Wayne’s review published on Letterboxd:
“I wanted to make an honest film. No lies whatsoever. I thought I had something so simple to say. Something useful to everybody. A film that could help bury forever all those dead things we carry within ourselves. Instead, I’m the one without the courage to bury anything at all.”
“Yours is a great responsibility. You can either educate or corrupt millions of souls”
“Now everything’s all confused again like it was before. But this confusion is me as I am, not as I’d like to be. I’m no longer afraid of telling the truth about what I don’t know, what I’m looking for, what I haven’t found. Only this way do I feel alive.”
Federico Fellini’s 8½ simply is one of the most monumental films ever put to cinema. My introduction to Fellini’s work was that I heard he was one of the most influential filmmakers of all time. So I headed into 8½ with really high expectations, and goddamn he really is without a doubt one of the most influential filmmakers ever.
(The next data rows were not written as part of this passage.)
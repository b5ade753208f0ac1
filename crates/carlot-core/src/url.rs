//! Storefront URL helpers.
//!
//! Shopify handles for Thai listings often carry the word `ปี` ("year") as a
//! separate dash-delimited segment, e.g. `isuzu-d-max-ปี-2014`. Public URLs
//! drop that segment.

use percent_encoding::{percent_decode_str, utf8_percent_encode, AsciiSet, NON_ALPHANUMERIC};

/// Dash-delimited segment removed from public car URLs.
const YEAR_WORD: &str = "ปี";

/// Locale prefixes that mirror every storefront page.
const LOCALE_PREFIXES: &[&str] = &["/en"];

/// Percent-encodes everything in a path segment except RFC 3986 unreserved
/// characters.
pub const PATH_SEGMENT: &AsciiSet = &NON_ALPHANUMERIC
    .remove(b'-')
    .remove(b'_')
    .remove(b'.')
    .remove(b'~');

/// Turns a Shopify handle into the slug used in public URLs.
///
/// Percent-encoded handles are decoded first. The standalone `ปี` segment is
/// removed and repeated, leading, or trailing dashes collapse, so applying
/// the transform to its own output is a no-op.
#[must_use]
pub fn create_pretty_url(handle: &str) -> String {
    let decoded = if handle.contains('%') {
        percent_decode_str(handle).decode_utf8_lossy().into_owned()
    } else {
        handle.to_owned()
    };

    decoded
        .trim()
        .split('-')
        .filter(|segment| !segment.is_empty() && *segment != YEAR_WORD)
        .collect::<Vec<_>>()
        .join("-")
}

/// Path of the car detail page for `handle`.
#[must_use]
pub fn car_path(handle: &str) -> String {
    format!("/car/{}", create_pretty_url(handle))
}

/// Reconstructs the likely Shopify handle for a pretty slug whose last
/// segment is a year, by restoring the `ปี` segment in front of it.
///
/// Returns `None` when the slug does not end in a four-digit year or already
/// carries the year word.
#[must_use]
pub fn handle_with_year_word(slug: &str) -> Option<String> {
    let (head, year) = slug.rsplit_once('-')?;
    let is_year = year.len() == 4 && year.bytes().all(|b| b.is_ascii_digit());
    if !is_year || head.is_empty() || head.ends_with(YEAR_WORD) {
        return None;
    }
    Some(format!("{head}-{YEAR_WORD}-{year}"))
}

/// Percent-encodes each segment of `path`, keeping the `/` separators, so
/// Thai slugs can be placed in a URL.
#[must_use]
pub fn encode_path(path: &str) -> String {
    path.split('/')
        .map(|segment| utf8_percent_encode(segment, PATH_SEGMENT).to_string())
        .collect::<Vec<_>>()
        .join("/")
}

/// Returns `path` followed by each localized variant of it.
///
/// `"/"` maps to the bare locale prefix (`"/en"`), everything else is
/// prefixed (`"/car/x"` → `"/en/car/x"`).
#[must_use]
pub fn localized_paths(path: &str) -> Vec<String> {
    let mut paths = vec![path.to_owned()];
    for prefix in LOCALE_PREFIXES {
        if path == "/" {
            paths.push((*prefix).to_owned());
        } else {
            paths.push(format!("{prefix}{path}"));
        }
    }
    paths
}

#[cfg(test)]
mod tests {
    use super::*;

    #[test]
    fn removes_year_word_between_dashes() {
        assert_eq!(create_pretty_url("isuzu-d-max-ปี-2014"), "isuzu-d-max-2014");
    }

    #[test]
    fn pretty_url_is_idempotent() {
        let once = create_pretty_url("toyota-vios-ปี-2018-ปี");
        assert_eq!(once, "toyota-vios-2018");
        assert_eq!(create_pretty_url(&once), once);
    }

    #[test]
    fn collapses_duplicate_and_edge_dashes() {
        assert_eq!(create_pretty_url("-honda--city---2019-"), "honda-city-2019");
    }

    #[test]
    fn keeps_year_word_inside_a_longer_segment() {
        assert_eq!(create_pretty_url("mazda-2-ปีใหม่"), "mazda-2-ปีใหม่");
    }

    #[test]
    fn decodes_percent_encoded_handles() {
        assert_eq!(
            create_pretty_url("isuzu-d-max-%E0%B8%9B%E0%B8%B5-2014"),
            "isuzu-d-max-2014"
        );
    }

    #[test]
    fn car_path_uses_pretty_slug() {
        assert_eq!(car_path("nissan-navara-ปี-2020"), "/car/nissan-navara-2020");
    }

    #[test]
    fn restores_year_word_before_trailing_year() {
        assert_eq!(
            handle_with_year_word("isuzu-d-max-2014").as_deref(),
            Some("isuzu-d-max-ปี-2014")
        );
        assert_eq!(
            create_pretty_url(&handle_with_year_word("isuzu-d-max-2014").unwrap()),
            "isuzu-d-max-2014"
        );
    }

    #[test]
    fn year_word_not_restored_without_trailing_year() {
        assert!(handle_with_year_word("honda-city-turbo").is_none());
        assert!(handle_with_year_word("isuzu-d-max-ปี-2014").is_none());
        assert!(handle_with_year_word("2014").is_none());
        assert!(handle_with_year_word("honda-city-20144").is_none());
    }

    #[test]
    fn encode_path_escapes_each_segment() {
        assert_eq!(encode_path("/car/honda-jazz-2017"), "/car/honda-jazz-2017");
        assert_eq!(encode_path("/"), "/");
        assert_eq!(
            encode_path("/car/ฮอนด้า-jazz"),
            "/car/%E0%B8%AE%E0%B8%AD%E0%B8%99%E0%B8%94%E0%B9%89%E0%B8%B2-jazz"
        );
        assert_eq!(encode_path("/car/a b&c"), "/car/a%20b%26c");
    }

    #[test]
    fn localized_paths_prefix_each_path() {
        assert_eq!(localized_paths("/all-cars"), vec!["/all-cars", "/en/all-cars"]);
        assert_eq!(localized_paths("/"), vec!["/", "/en"]);
    }
}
David Lynch, Charlie Kaufman, Martin Scorsese, and a lot more filmmakers are where we can see Fellini’s influence in filmmaking techniques.
About Fellini’s film 8½ though, it really did blow my mind. The film just had so much finesse on how it was crafted, the writing was just out of this world, the visuals and the black and white cinematography were exquisite and the story in general man, so intriguing. 8½ Is THE definitive film about filmmaking, it has such a unique screenplay that explores a certain character study with our main character and how we audiences can feel what he is going through. What I loved most about the story was the versatility of the film and how it can shift to a different timeline and still keep the pace that it had. I just really adore how Fellini can craft a film with part of the story having a different timeline running in parallel.
Overall my thoughts on this film are nothing but positive thoughts. I was just in awe after seeing this film and Fellini as a filmmaker is just a great example for people who have an interest in cinema to look up to. I really believe that every aspiring filmmaker should see this film and just see how great of a film this is and how influential of a filmmaker Fellini is. I mean the film is about making a film in general so what's not to love?